A need remains for a dielectric waveguide that provides better
mechanical alignment for connecting the waveguide to other
waveguides and electrical components in order to increase the
quality and integrity of signal transmission across a connection
interface.
SUMMARY OF THE INVENTION
In an embodiment, a dielectric waveguide for propagating
electromagnetic signals is provided that includes a cladding
member. The cladding member extends a length between two ends. The
cladding member has an oblong cross sectional shape. The cladding
member is formed of a first dielectric material. The cladding
member defines a core region that extends through the cladding
member the length of the cladding member. The core region has a
circular cross sectional shape. The core region is filled with a
second dielectric material having a dielectric constant value that
differs from a dielectric constant value of the first dielectric
material of the cladding member.
In another embodiment, a dielectric waveguide for propagating
electromagnetic signals is provided that includes a core member and
a cladding member. The core member extends a length between two
ends. The core member has a circular cross sectional shape. The
core member is formed of a first dielectric material. The cladding
member surrounds the core member along the length of the core
member. The cladding member has an oblong cross sectional shape.

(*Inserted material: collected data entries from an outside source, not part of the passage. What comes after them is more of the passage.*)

use std::time::Duration;
use thiserror::Error;

/// Errors happening while opening a session.
#[derive(Debug, Error)]
pub enum ConnectorError {
    #[error("Postgres error: {0}")]
    Postgres(#[from] tokio_postgres::Error),

    #[error("TLS error: {0}")]
    Tls(#[from] native_tls::Error),
}

/// Failure of the statement against one target. The display text is what
/// gets recorded on the target.
#[derive(Debug, Error)]
pub enum TargetExecutionError {
    #[error("connection failed: {0}")]
    Connect(String),

    #[error("connection validation failed: {0}")]
    Validation(String),

    #[error("statement failed: {0}")]
    Statement(String),

    #[error("query timed out after {}s", .0.as_secs())]
    Timeout(Duration),

    #[error("failed to decode column '{column}': {reason}")]
    Decode { column: String, reason: String },
}

impl From<ConnectorError> for TargetExecutionError {
    fn from(err: ConnectorError) -> Self {
        TargetExecutionError::Connect(err.to_string())
    }
}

The cladding member is formed of a second dielectric material
having a dielectric constant value that differs from a dielectric
constant value of the first dielectric material of the core
member.
In yet another embodiment, a dielectric waveguide for propagating
electromagnetic signals is provided that includes a core member and
a cladding member. The core member extends a length between two
ends. The core member is formed of a first dielectric material
having a dielectric constant value less than 3. The cladding member
surrounds the core member along the length of the core member. The
cladding member has an oblong cross sectional shape. The cladding
member is formed of a second dielectric material having a
dielectric constant value that is between 3 and 7.

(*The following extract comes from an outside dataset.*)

pub mod env;
pub mod validated;

pub use validated::{EngineSettings, EngineSettingsBuilder};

BRIEF DESCRIPTION OF THE DRAWINGS
FIG. 1 is a top perspective view of a dielectric waveguide formed
in accordance with an embodiment.
FIG. 2 is a cross-sectional view of the dielectric waveguide
according to a first embodiment.
FIG. 3 is a cross-sectional view of the dielectric waveguide
according to a second embodiment.
FIG. 4 is a top perspective view of the dielectric waveguide
according to an alternative embodiment.
FIG. 5 is a cross-sectional view of the dielectric waveguide
according to another alternative embodiment.
DETAILED DESCRIPTION OF THE INVENTION
FIG. 1 is a top perspective view of a dielectric waveguide 100
formed in accordance with an embodiment. The dielectric waveguide
100 is configured to convey electromagnetic signals along a length
of the waveguide 100 for transmission of the electromagnetic
signals to or from an antenna, a radio frequency transmitter and/or
receiver, or another electrical component. The electromagnetic
signals may be in the form of electromagnetic waves. The dielectric
waveguide 100 may be used to transmit sub-terahertz radio frequency
signals, such as in the range of 120-160 GHz. The signals are
millimeter-wave signals since the signals in this frequency range
have wavelengths less than five millimeters. The dielectric
waveguide 100 may be used to transmit modulated radio frequency
(RF) signals. The modulated RF signals may be modulated in
orthogonal mathematical domains to increase data throughput. The
dielectric waveguide 100 is oriented with respect to a vertical or
elevation axis 191, a lateral axis 192, and a longitudinal axis
193. The axes 191-193 are mutually perpendicular. Although the
elevation axis 191 appears to extend in a vertical direction
generally parallel to gravity, it is understood that the axes
191-193 are not required to have any particular orientation with
respect to gravity. The dielectric waveguide 100 extends a length
along the longitudinal axis 193 between two ends 104.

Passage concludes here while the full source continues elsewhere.